WHAT TO DO: Exactly how many lines in this material contain the string "bytes"? Reply with the number alone.

****************************************

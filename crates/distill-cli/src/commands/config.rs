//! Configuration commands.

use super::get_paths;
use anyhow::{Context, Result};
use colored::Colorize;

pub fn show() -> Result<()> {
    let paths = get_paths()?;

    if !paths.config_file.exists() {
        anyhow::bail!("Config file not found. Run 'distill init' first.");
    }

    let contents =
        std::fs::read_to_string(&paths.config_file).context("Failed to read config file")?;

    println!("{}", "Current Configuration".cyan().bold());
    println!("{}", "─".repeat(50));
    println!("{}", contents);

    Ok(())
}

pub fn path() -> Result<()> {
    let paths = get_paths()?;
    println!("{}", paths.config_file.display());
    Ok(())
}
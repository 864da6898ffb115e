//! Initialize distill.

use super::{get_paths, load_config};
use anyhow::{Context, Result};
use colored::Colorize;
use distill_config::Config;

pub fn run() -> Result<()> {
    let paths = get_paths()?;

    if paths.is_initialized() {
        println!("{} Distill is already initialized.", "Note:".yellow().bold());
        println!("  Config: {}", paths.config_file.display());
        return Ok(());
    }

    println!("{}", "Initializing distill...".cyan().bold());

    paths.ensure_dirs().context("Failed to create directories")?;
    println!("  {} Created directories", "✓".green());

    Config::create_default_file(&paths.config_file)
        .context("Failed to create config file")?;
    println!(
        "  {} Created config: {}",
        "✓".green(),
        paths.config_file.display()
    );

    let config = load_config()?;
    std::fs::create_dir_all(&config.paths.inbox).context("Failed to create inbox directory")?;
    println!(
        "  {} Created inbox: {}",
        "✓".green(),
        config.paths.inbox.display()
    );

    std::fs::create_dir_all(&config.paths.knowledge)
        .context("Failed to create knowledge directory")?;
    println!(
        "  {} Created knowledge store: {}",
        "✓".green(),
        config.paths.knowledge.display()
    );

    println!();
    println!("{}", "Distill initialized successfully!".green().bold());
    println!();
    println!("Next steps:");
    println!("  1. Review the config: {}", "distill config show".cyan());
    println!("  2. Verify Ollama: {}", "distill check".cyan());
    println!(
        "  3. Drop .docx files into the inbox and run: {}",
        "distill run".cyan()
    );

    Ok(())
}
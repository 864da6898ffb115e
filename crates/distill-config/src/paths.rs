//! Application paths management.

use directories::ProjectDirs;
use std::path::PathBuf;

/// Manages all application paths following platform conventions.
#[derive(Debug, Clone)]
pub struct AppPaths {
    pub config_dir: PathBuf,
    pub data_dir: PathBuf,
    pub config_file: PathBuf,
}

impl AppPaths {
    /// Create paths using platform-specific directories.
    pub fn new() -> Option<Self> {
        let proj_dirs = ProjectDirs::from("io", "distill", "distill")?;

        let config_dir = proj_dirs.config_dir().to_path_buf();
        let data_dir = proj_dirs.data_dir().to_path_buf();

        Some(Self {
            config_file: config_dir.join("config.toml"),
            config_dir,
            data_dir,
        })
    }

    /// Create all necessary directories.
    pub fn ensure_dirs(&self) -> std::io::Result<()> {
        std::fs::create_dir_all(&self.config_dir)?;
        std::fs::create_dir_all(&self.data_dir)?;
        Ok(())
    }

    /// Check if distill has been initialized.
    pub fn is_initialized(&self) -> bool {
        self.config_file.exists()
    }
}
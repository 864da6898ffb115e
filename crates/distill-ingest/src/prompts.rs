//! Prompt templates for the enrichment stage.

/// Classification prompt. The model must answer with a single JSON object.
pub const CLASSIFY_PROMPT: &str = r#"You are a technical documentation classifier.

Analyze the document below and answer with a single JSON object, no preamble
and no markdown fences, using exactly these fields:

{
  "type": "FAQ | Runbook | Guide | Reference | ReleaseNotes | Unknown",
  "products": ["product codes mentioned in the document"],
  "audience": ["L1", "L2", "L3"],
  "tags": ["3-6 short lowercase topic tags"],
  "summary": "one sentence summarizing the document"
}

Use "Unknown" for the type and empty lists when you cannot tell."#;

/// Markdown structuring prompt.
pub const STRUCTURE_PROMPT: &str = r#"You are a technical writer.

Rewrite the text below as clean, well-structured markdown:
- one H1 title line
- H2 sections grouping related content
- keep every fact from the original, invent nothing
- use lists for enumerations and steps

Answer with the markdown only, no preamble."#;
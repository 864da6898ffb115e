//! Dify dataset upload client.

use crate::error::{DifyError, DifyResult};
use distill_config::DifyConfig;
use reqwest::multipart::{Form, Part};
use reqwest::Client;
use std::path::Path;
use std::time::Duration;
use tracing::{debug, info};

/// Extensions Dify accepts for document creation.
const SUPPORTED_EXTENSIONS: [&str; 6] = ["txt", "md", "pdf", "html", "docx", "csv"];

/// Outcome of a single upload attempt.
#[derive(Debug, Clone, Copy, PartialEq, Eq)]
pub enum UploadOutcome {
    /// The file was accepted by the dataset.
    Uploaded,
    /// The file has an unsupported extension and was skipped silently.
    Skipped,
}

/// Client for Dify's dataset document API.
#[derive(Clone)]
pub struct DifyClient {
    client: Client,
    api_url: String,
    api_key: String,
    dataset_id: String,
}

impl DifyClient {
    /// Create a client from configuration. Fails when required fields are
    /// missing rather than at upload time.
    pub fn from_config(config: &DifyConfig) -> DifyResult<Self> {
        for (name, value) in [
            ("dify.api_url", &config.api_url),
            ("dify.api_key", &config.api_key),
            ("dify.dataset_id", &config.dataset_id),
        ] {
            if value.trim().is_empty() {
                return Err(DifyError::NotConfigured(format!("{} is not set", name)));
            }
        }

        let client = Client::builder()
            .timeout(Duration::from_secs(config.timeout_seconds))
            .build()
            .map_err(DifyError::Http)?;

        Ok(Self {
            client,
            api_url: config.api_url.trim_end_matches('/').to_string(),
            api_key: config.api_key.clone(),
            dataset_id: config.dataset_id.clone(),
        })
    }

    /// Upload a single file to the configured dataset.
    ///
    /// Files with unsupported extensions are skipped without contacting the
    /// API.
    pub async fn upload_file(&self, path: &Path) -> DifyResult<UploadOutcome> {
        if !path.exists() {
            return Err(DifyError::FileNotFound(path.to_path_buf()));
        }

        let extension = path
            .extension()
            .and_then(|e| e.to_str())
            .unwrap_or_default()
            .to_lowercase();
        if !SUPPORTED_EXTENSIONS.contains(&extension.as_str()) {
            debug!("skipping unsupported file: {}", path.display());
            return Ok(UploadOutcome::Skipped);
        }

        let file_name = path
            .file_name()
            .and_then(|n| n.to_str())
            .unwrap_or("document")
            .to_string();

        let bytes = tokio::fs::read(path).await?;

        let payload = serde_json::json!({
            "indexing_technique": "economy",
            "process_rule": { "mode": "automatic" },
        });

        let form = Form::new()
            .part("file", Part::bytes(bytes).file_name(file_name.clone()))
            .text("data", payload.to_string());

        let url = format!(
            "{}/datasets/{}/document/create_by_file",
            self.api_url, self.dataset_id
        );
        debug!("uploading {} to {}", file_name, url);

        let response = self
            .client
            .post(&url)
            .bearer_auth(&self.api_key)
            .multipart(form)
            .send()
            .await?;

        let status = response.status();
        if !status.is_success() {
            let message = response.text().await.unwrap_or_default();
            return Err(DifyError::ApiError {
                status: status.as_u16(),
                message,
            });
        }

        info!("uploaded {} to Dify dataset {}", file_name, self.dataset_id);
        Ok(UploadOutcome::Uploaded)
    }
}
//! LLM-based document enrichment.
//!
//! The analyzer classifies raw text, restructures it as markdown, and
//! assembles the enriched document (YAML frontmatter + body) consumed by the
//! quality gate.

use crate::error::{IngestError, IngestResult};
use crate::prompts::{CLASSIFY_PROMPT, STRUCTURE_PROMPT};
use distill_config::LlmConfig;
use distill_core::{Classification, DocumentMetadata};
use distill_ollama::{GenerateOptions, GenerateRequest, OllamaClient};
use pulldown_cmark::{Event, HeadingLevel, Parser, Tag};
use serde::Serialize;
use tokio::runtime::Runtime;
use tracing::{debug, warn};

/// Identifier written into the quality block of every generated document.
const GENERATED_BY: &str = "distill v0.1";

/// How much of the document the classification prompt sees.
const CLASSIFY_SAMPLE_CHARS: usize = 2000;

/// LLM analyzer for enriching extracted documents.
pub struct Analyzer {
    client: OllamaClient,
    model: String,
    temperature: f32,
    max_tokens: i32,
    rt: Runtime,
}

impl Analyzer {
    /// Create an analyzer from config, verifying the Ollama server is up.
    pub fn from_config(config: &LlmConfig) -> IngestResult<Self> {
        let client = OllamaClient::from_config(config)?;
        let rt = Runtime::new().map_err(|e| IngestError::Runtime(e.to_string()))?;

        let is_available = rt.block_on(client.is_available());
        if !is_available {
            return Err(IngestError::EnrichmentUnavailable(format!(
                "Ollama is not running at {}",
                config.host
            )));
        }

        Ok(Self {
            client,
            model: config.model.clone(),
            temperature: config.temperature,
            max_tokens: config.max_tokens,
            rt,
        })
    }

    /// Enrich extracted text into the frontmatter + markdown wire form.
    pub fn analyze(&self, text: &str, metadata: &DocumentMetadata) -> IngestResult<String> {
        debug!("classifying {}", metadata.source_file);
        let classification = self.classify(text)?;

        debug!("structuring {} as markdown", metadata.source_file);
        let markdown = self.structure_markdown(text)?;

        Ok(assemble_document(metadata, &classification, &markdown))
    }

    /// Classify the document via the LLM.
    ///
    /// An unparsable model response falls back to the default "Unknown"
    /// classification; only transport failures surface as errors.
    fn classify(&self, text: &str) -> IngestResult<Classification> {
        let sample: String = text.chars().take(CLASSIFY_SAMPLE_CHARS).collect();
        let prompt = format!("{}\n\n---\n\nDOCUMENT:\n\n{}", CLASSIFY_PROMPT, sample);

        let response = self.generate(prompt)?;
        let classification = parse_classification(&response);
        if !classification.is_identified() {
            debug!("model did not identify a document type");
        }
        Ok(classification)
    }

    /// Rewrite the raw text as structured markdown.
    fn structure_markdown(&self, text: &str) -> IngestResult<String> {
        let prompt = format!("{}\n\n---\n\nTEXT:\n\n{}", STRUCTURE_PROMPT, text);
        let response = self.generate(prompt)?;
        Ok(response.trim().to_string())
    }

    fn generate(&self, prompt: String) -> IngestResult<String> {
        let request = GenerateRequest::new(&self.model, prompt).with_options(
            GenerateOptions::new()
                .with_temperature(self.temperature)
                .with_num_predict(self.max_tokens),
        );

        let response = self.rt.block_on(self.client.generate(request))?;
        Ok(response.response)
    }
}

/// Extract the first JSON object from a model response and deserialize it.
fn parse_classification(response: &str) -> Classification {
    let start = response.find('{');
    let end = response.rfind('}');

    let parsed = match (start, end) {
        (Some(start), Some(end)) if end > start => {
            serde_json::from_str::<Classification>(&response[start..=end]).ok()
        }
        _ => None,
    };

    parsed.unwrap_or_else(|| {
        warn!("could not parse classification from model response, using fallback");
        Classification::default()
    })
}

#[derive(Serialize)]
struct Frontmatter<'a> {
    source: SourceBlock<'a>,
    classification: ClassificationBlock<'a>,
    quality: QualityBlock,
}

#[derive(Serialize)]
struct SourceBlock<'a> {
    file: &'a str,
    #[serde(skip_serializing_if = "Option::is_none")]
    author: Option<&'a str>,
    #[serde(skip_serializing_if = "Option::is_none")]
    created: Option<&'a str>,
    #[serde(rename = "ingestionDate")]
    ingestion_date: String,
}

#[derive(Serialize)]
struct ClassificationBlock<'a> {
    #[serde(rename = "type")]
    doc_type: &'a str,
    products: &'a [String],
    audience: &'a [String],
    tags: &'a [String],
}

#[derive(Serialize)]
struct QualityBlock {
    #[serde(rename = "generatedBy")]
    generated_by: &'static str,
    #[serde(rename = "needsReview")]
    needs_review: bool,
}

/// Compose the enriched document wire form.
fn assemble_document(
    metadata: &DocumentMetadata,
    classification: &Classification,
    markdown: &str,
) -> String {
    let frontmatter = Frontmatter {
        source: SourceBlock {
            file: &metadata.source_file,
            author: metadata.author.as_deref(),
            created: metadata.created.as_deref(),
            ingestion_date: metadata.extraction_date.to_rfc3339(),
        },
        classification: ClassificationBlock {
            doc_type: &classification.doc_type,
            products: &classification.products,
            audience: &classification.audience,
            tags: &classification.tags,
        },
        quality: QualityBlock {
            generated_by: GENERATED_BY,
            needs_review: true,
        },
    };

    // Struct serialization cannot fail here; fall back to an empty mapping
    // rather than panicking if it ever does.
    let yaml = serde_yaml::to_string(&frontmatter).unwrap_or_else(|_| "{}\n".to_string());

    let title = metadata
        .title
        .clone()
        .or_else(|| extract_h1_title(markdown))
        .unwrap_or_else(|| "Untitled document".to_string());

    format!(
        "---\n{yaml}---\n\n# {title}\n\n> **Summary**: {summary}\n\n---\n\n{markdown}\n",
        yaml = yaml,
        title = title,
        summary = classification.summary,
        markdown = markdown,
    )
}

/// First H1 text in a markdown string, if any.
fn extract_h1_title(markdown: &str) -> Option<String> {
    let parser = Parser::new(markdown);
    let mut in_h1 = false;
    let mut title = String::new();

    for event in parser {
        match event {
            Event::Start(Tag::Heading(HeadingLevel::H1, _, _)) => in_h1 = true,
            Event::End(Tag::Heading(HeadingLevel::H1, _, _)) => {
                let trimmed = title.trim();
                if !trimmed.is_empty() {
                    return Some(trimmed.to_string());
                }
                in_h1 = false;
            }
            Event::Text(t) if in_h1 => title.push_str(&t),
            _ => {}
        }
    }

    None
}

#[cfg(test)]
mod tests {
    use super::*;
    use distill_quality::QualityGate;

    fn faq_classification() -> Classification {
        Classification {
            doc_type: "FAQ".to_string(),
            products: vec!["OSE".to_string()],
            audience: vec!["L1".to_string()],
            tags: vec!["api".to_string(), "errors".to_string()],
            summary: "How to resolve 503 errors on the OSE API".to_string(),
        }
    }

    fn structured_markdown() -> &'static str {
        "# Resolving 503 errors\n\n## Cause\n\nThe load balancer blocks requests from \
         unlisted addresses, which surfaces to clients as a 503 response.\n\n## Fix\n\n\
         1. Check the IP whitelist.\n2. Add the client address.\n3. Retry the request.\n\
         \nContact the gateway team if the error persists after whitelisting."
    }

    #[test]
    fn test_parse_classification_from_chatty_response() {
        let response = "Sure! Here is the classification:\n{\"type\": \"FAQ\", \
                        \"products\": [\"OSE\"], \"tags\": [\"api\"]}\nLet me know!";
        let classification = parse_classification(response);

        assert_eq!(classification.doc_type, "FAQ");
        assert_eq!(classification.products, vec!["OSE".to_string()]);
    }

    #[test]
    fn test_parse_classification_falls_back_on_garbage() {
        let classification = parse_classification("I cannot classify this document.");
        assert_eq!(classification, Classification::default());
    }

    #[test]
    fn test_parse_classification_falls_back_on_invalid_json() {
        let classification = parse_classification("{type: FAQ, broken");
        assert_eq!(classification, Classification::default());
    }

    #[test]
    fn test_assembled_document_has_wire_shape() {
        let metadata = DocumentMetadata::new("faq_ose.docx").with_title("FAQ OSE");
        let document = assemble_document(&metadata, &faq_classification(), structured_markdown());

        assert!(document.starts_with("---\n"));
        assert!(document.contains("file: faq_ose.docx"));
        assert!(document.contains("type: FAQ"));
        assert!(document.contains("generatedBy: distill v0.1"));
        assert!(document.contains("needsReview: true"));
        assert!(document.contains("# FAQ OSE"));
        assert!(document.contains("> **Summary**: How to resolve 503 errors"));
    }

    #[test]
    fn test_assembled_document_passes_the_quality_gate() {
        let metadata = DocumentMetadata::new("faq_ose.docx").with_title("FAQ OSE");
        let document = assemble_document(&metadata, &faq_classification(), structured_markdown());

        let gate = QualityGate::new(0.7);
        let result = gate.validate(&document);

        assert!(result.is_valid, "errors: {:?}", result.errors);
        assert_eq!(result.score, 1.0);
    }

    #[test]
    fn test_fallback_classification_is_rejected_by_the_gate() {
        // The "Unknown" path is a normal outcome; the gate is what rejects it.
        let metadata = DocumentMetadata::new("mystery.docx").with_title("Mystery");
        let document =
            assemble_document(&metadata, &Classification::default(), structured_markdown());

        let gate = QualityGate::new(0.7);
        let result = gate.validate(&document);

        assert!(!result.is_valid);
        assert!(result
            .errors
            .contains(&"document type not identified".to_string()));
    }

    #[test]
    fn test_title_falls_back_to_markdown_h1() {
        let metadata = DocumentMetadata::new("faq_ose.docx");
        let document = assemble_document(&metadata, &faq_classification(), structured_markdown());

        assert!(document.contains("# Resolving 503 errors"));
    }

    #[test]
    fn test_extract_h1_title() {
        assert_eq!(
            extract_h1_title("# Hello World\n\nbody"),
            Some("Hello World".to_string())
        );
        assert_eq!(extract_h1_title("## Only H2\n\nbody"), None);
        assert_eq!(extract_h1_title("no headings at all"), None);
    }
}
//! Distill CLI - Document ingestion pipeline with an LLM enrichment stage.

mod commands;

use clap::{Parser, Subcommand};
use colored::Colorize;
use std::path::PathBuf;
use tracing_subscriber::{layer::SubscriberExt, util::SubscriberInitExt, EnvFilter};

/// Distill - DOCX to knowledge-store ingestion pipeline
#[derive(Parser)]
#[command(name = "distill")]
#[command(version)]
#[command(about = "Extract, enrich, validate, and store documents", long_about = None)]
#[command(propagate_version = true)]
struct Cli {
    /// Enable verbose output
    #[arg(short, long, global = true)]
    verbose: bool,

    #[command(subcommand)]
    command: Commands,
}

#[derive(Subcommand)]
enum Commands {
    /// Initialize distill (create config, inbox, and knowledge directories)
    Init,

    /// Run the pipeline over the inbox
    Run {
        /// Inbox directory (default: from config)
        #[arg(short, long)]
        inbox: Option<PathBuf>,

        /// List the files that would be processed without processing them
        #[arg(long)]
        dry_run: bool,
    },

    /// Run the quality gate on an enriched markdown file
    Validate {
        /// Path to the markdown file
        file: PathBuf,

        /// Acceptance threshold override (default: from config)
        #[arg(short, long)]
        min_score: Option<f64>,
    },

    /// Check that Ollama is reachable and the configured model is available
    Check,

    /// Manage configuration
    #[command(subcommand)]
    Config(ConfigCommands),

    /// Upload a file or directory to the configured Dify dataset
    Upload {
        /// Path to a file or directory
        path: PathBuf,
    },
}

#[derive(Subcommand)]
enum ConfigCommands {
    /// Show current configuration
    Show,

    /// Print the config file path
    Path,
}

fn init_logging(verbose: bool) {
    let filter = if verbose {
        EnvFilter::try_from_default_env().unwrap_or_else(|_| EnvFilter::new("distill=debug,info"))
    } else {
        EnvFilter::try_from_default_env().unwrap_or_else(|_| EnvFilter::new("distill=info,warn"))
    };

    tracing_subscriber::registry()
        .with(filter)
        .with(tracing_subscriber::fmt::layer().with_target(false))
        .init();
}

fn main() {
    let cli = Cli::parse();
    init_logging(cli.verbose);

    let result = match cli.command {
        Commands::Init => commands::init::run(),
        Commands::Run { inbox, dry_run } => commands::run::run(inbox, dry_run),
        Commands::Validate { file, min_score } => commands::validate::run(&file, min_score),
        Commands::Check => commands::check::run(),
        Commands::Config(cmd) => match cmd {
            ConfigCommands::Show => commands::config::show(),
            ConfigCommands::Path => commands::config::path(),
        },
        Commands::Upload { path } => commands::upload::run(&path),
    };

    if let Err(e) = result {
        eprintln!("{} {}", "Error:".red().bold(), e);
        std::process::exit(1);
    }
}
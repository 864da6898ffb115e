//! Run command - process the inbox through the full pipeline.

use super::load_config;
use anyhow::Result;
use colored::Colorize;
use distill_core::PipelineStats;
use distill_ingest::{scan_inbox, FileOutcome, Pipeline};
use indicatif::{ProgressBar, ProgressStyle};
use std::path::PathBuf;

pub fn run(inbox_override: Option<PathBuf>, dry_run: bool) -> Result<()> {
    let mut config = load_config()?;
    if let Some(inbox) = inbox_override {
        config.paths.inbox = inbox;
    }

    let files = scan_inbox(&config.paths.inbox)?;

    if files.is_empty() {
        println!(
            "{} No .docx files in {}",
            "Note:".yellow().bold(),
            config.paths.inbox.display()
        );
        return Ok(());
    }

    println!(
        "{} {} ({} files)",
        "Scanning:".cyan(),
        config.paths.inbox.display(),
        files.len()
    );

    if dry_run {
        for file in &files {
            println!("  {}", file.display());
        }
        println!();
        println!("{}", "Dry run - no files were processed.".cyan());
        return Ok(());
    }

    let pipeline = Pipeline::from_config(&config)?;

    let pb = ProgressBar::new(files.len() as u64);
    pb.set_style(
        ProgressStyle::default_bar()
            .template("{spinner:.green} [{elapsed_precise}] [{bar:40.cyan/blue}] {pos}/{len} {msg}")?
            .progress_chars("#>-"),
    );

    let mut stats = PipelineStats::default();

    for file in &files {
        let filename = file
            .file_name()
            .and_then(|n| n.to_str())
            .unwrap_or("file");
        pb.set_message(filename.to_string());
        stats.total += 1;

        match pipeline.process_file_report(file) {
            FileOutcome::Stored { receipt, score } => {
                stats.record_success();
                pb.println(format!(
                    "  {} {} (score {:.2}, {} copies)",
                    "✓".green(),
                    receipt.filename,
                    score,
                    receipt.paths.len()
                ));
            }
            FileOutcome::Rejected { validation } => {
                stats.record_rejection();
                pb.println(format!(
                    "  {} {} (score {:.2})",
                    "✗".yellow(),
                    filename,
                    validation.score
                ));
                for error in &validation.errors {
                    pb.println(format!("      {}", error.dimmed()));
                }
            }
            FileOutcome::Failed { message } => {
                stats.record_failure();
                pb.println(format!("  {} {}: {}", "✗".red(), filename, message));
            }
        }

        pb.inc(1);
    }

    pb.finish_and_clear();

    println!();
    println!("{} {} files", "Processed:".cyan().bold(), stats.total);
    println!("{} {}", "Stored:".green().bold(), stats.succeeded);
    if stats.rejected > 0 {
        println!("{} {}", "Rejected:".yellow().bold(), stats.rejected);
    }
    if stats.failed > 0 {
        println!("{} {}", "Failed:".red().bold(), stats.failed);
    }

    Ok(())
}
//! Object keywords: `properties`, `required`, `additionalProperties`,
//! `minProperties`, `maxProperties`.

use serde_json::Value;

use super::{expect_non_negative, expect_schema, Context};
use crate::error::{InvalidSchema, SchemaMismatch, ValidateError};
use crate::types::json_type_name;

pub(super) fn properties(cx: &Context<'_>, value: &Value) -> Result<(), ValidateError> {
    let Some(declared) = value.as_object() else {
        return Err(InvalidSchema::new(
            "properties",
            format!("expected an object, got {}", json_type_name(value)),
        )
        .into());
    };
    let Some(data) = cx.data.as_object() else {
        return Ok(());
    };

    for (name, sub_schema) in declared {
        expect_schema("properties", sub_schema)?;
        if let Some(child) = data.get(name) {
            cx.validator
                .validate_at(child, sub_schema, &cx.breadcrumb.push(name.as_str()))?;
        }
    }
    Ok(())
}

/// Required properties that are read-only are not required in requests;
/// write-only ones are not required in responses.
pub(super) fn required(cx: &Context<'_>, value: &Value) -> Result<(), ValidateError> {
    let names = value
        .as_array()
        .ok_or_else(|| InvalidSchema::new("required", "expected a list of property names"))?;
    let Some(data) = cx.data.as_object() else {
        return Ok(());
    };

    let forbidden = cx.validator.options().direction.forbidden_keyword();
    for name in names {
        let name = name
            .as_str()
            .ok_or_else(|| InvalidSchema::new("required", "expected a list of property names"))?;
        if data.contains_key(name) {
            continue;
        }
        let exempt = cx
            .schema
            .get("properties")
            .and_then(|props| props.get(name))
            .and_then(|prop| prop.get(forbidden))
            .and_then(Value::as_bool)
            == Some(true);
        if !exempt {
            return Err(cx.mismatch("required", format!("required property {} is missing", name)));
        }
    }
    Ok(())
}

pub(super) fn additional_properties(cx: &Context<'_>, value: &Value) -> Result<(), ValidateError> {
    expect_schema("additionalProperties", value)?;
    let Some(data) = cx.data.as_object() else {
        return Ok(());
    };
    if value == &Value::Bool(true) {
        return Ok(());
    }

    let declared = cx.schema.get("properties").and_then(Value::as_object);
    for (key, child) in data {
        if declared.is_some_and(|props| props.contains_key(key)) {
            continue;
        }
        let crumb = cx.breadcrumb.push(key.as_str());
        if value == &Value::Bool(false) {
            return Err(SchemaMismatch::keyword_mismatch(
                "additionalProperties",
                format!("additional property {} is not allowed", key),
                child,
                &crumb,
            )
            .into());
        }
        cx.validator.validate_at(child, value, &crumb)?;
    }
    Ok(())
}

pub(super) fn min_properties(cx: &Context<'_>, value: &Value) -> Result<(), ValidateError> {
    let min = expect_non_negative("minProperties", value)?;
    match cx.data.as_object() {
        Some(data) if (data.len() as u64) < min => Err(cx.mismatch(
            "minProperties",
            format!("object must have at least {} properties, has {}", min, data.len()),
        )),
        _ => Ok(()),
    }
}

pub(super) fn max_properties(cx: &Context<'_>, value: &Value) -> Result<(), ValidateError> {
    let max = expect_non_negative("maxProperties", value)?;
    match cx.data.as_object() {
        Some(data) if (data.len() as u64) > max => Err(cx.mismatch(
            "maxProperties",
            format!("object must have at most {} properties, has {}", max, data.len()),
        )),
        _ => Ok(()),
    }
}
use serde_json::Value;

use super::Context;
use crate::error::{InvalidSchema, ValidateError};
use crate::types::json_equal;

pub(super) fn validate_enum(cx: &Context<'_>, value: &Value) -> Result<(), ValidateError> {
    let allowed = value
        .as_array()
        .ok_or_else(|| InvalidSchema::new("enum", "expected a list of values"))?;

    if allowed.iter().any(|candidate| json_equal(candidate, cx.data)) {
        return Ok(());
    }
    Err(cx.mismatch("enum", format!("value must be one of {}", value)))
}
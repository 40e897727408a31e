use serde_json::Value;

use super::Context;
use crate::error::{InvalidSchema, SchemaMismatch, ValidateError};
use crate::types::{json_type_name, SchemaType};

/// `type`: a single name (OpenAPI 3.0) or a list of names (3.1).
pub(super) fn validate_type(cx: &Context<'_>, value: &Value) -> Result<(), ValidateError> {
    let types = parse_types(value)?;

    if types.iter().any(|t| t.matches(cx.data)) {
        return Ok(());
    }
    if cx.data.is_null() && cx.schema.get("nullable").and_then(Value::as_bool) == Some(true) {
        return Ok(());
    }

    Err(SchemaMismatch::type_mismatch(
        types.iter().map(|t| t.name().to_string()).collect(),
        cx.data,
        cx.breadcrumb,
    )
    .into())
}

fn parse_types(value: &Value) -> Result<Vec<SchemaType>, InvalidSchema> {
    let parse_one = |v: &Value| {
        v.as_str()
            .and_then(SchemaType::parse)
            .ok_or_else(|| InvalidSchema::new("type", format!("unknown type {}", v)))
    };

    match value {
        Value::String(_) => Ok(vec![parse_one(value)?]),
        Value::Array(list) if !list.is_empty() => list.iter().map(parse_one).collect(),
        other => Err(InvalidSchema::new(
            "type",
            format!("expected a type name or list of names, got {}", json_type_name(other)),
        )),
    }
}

****************************************

FINAL ANSWER: 2